基幹技術の中核になるのは、1944年に遡るレンズや光学技術で、現在では4K/8K放送対応レンズ、シネレンズで最先端を走っている。そのレンズは光学の入り口だけではなく、出口にもなるもの。今回のプロジェクター事業は富士フイルムの新たなビジネスとして、満を持して新規参入する。

光学・電子映像事業部長の飯田年久氏は、「今、なぜプロジェクターなのか?と言われる。たしかにプロジェクターの市場は年間780万台で推移していて伸びてはいない。しかし設置スペースの制約があって活用できない例は多く、潜在需要はあるとみている。その制約を解消する画期的な技術が、今回の屈曲型二軸回転機構レンズであり、これにより、新たな設置、用途が広がっていく」と期待する。

右は助野健児社長、左が飯田年久 光学・電子映像事業部長。

本製品の発売を機にプロジェクター市場へ新規参入し、今後数種類のラインナップを展開し、さらなる事業拡大を図っていくとしている。

今回発売する「FP-Z5000」の主な特長は以下のとおり。

  • 最先端の「FUJINON レンズ」の光学技術を活かして開発した、世界初の「屈曲型二軸回転機構レンズ」を搭載。レンズを上・下・前・後・左・右の向きに切り替えることで、本体を動かさずにさまざまな方向へ投写することが可能。壁やスクリーンのみならず、天井や床などにも映像を映し出すことができるほか、映像の向きを縦・横自在に切り替えることもできる。
  • 超短焦点レンズにより、わずか75cmの至近距離から100インチの迫力のある大画面映像を映し出す。
  • 上下82%・左右35%のレンズシフト機能を備えているため、広い範囲で映像の位置を簡単に調整することができる。
  • 高度な光学設計のノウハウを活かした大口径球面・非球面レンズと、耐久性に優れたレーザー光源を採用。映像周辺部まで歪みや収差を抑制し、明るく美しい映像を安定的に映し出す。

ボディは設置場所を想定してブラックとホワイトの2色。

発売時期は2019年4月で、価格はオープン価格で想定は税別100万円未満。

本体は縦置きと横置きの両方に対応。ボディは108mmという厚みでレンズ収納時にはレンズとプロジェクター本体が直方体に収まるで持ち運びもしやすい。

 

技術的なポイント〜大口径非球面レンズなど

デバイスは0.65型16:9のDLPチップ1枚で、画素数は1920X1080。光源はレーザーダイオードで明るさは5000lm、コントラスト比は12,000:1。投射サイズは70型から300型、投射距離は約0.5mから2.3m。

入力端子はHDMIが3系統、RJ-45が1系統。

このモデルはフルHD対応だが、今後、4K HDRや色再現にこだわったモデルなどのラインナップ展開も考えていきたいという。

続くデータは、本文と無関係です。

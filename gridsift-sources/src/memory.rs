//! In-memory sources.

use crate::types::{CollectionReceiver, RecordSource, SourceFuture};
use gridsift::Record;

/// A source that delivers one fixed collection and then closes.
///
/// Useful for views over data that was fetched once, and for tests.
pub struct StaticSource {
    records: Vec<Record>,
}

impl StaticSource {
    /// Creates a source over the given collection.
    #[must_use]
    pub fn new(records: Vec<Record>) -> Self {
        Self { records }
    }
}

impl RecordSource for StaticSource {
    fn stream(&self) -> SourceFuture<'_, CollectionReceiver> {
        let records = self.records.clone();
        Box::pin(async move {
            let (tx, rx) = flume::bounded(1);
            // Capacity 1 and a single send: cannot block.
            let _ = tx.send(records);
            drop(tx);
            Ok(rx)
        })
    }
}

/// A source fed by hand: every pushed collection replaces the previous one
/// downstream.
///
/// Models fresh data arriving while filters are active; the engine
/// re-filters each new collection under the current state.
pub struct ChannelSource {
    receiver: CollectionReceiver,
}

impl ChannelSource {
    /// Creates the source and the sender used to push collections into it.
    #[must_use]
    pub fn new() -> (flume::Sender<Vec<Record>>, Self) {
        let (tx, rx) = flume::unbounded();
        (tx, Self { receiver: rx })
    }
}

impl RecordSource for ChannelSource {
    fn stream(&self) -> SourceFuture<'_, CollectionReceiver> {
        let receiver = self.receiver.clone();
        Box::pin(async move { Ok(receiver) })
    }
}
pub mod engine;
pub mod error;
pub mod filter;
pub mod record;
pub mod state;

// Re-export main types for easier access
pub use engine::handle::{EngineCommand, EngineHandle};
pub use engine::{EngineConfig, EngineOutput, FilterEngine, ViewUpdate};
pub use error::EngineError;
pub use filter::combine::{apply_filters, FilterMode};
pub use filter::config::{FieldSpec, FilterConfig, FilterKind, SelectOption};
pub use filter::predicate::{matches, split_terms};
pub use filter::value::FilterValue;
pub use record::{FieldValue, Record};
pub use state::FilterStore;
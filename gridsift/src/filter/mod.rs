//! Filter configuration, values, predicates, and combination.

pub mod combine;
pub mod config;
pub mod predicate;
pub mod value;
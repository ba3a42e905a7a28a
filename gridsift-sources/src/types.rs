//! Common types shared by the record sources.

use crate::error::SourceResult;
use futures::future::BoxFuture;
use gridsift::Record;

/// Boxed future returned by source operations.
pub type SourceFuture<'a, T> = BoxFuture<'a, SourceResult<T>>;

/// Channel on which a source delivers collections of records.
///
/// Each message is a complete replacement collection; the channel closes
/// when the source is exhausted.
pub type CollectionReceiver = flume::Receiver<Vec<Record>>;

/// A producer of record collections for the filter engine.
pub trait RecordSource: Send + Sync {
    /// Starts streaming collections.
    fn stream(&self) -> SourceFuture<'_, CollectionReceiver>;
}
//! JSON row ingestion.
//!
//! The data collaborator typically hands the engine a JSON array of row
//! objects fetched from an API. This source converts those rows into
//! [`Record`]s: scalar cells map directly, nested arrays and objects
//! collapse to null, and non-object rows are skipped.

use crate::error::{SourceError, SourceResult};
use crate::types::{CollectionReceiver, RecordSource, SourceFuture};
use gridsift::{FieldValue, Record};
use serde_json::Value;
use tracing::warn;

/// A source over a JSON array of row objects.
pub struct JsonSource {
    records: Vec<Record>,
}

impl JsonSource {
    /// Creates a source from an already-parsed JSON value.
    ///
    /// # Errors
    ///
    /// Returns [`SourceError::Parse`] if the value is not an array.
    pub fn new(rows: &Value) -> SourceResult<Self> {
        Ok(Self {
            records: records_from_json(rows)?,
        })
    }

    /// Creates a source by parsing a JSON string.
    ///
    /// # Errors
    ///
    /// Returns [`SourceError::Parse`] if the input is not valid JSON or not
    /// an array.
    pub fn from_json_str(input: &str) -> SourceResult<Self> {
        let rows: Value = serde_json::from_str(input)?;
        Self::new(&rows)
    }

    /// The converted records.
    #[must_use]
    pub fn records(&self) -> &[Record] {
        &self.records
    }
}

impl RecordSource for JsonSource {
    fn stream(&self) -> SourceFuture<'_, CollectionReceiver> {
        let records = self.records.clone();
        Box::pin(async move {
            let (tx, rx) = flume::bounded(1);
            let _ = tx.send(records);
            drop(tx);
            Ok(rx)
        })
    }
}

/// Converts a JSON array of row objects into records.
///
/// Non-object rows are skipped with a warning rather than failing the whole
/// collection.
///
/// # Errors
///
/// Returns [`SourceError::Parse`] if `rows` is not an array.
pub fn records_from_json(rows: &Value) -> SourceResult<Vec<Record>> {
    let rows = rows
        .as_array()
        .ok_or_else(|| SourceError::Parse("expected a JSON array of rows".to_string()))?;

    let mut records = Vec::with_capacity(rows.len());
    for row in rows {
        match row.as_object() {
            Some(fields) => {
                records.push(
                    fields
                        .iter()
                        .map(|(key, value)| (key.clone(), field_value(value)))
                        .collect(),
                );
            }
            None => warn!("skipping non-object row"),
        }
    }
    Ok(records)
}

fn field_value(value: &Value) -> FieldValue {
    match value {
        Value::Null => FieldValue::Null,
        Value::Bool(b) => FieldValue::Bool(*b),
        Value::Number(n) => n.as_f64().map_or(FieldValue::Null, FieldValue::Number),
        Value::String(s) => FieldValue::Text(s.clone()),
        Value::Array(_) | Value::Object(_) => {
            warn!("collapsing nested cell value to null");
            FieldValue::Null
        }
    }
}
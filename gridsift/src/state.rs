//! Filter state: the per-field raw filter values and their accounting.

use crate::filter::config::{FilterConfig, FilterKind};
use crate::filter::value::FilterValue;
use indexmap::IndexMap;
use tracing::warn;

/// Holds the current raw filter value per field key.
///
/// The store owns the [`FilterConfig`] and validates every write against
/// it: input for an unconfigured field, or input whose shape disagrees with
/// the field's declared kind, is dropped with a warning rather than stored.
/// That keeps the predicate evaluator free of type sniffing.
#[derive(Debug, Clone)]
pub struct FilterStore {
    config: FilterConfig,
    filters: IndexMap<String, FilterValue>,
}

impl FilterStore {
    /// Creates an empty store for the given field configuration.
    #[must_use]
    pub fn new(config: FilterConfig) -> Self {
        Self {
            config,
            filters: IndexMap::new(),
        }
    }

    /// The field configuration this store validates against.
    #[must_use]
    pub const fn config(&self) -> &FilterConfig {
        &self.config
    }

    /// Sets one field's filter value.
    ///
    /// Writes for unconfigured fields, kind mismatches, and select values
    /// outside the configured option set are ignored with a warning; the
    /// remaining state is untouched either way.
    pub fn set(&mut self, field: &str, value: FilterValue) {
        let spec = match self.config.field(field) {
            Some(spec) => spec,
            None => {
                warn!(field, "ignoring filter for unconfigured field");
                return;
            }
        };
        if spec.kind != value.kind() {
            warn!(
                field,
                expected = ?spec.kind,
                got = ?value.kind(),
                "ignoring filter value of mismatched kind"
            );
            return;
        }
        if let FilterValue::Select(Some(selected)) = &value {
            if !spec.options.iter().any(|opt| opt.value == *selected) {
                warn!(field, "ignoring select value outside the configured options");
                return;
            }
        }
        self.filters.insert(field.to_string(), value);
    }

    /// Resets one field's filter to its empty representation.
    pub fn clear(&mut self, field: &str) {
        if let Some(spec) = self.config.field(field) {
            self.filters
                .insert(field.to_string(), FilterValue::cleared(spec.kind));
        }
    }

    /// Wholesale reset: every field back to no filter.
    pub fn clear_all(&mut self) {
        self.filters.clear();
    }

    /// The current raw value for a field, if any was set.
    #[must_use]
    pub fn get(&self, field: &str) -> Option<&FilterValue> {
        self.filters.get(field)
    }

    /// Whether a field currently carries an active filter.
    #[must_use]
    pub fn is_active(&self, field: &str) -> bool {
        self.filters.get(field).is_some_and(FilterValue::is_active)
    }

    /// Number of fields currently carrying an active filter.
    #[must_use]
    pub fn count_active(&self) -> usize {
        self.config.keys().filter(|key| self.is_active(key)).count()
    }

    /// The active field keys, in config declaration order.
    #[must_use]
    pub fn active_fields(&self) -> Vec<&str> {
        self.config
            .keys()
            .filter(|key| self.is_active(key))
            .collect()
    }
}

最大のポイントはレンズブロック。ズーム倍率は1.1倍でこれは画角調整用であり、超短焦点レンズながら二箇所で折り曲がる。カメラ用など入力用レンズであれば、カメラ側で補正するという手法もあり得るが、プロジェクターの場合は出力なので、周辺の補正ができない。光学の段階で周辺まで解像度が保たれ、収差がない必要がある。さらに幅広いレンズシフト機能があるため、レンズの中心だけでなく周辺まで歪みや収差の少なさを求められる。

特徴的なのは前玉で、覗き込むと複雑な大口径非球面レンズになっている。

 

用途提案〜天井や床へのプロジェクションなど

発表会場では実際に用途がイメージできる使い方を見せていた。

まずは、ホテルのフロントの後ろ側に投影するイメージ。客からは見えないカウンターのなかに設置でき、すぐ後ろの壁に大きく映像を表示できる。

天井や床へのプロジェクションの例。2台のZ5000を平置きで設置し、下のZ5000から天井に投射、天井のZ5000から床に投射。もちろん映像がかぶらない位置から投射することができる。建物のエントランスなどを想定している。

 

2つの壁にL字投射して、10m、450インチ相当のワイドスクリーン。Z5000は3台使用する。歪みが少ないので、エッジブレンディング処理が容易になる。

 

美術館やギャラリーなどを想定したポートレート投射。90インチ相当の縦型で、Z5000は天井に設置して壁に投射する。スクリーンに近づいても映像が影で隠れることがない。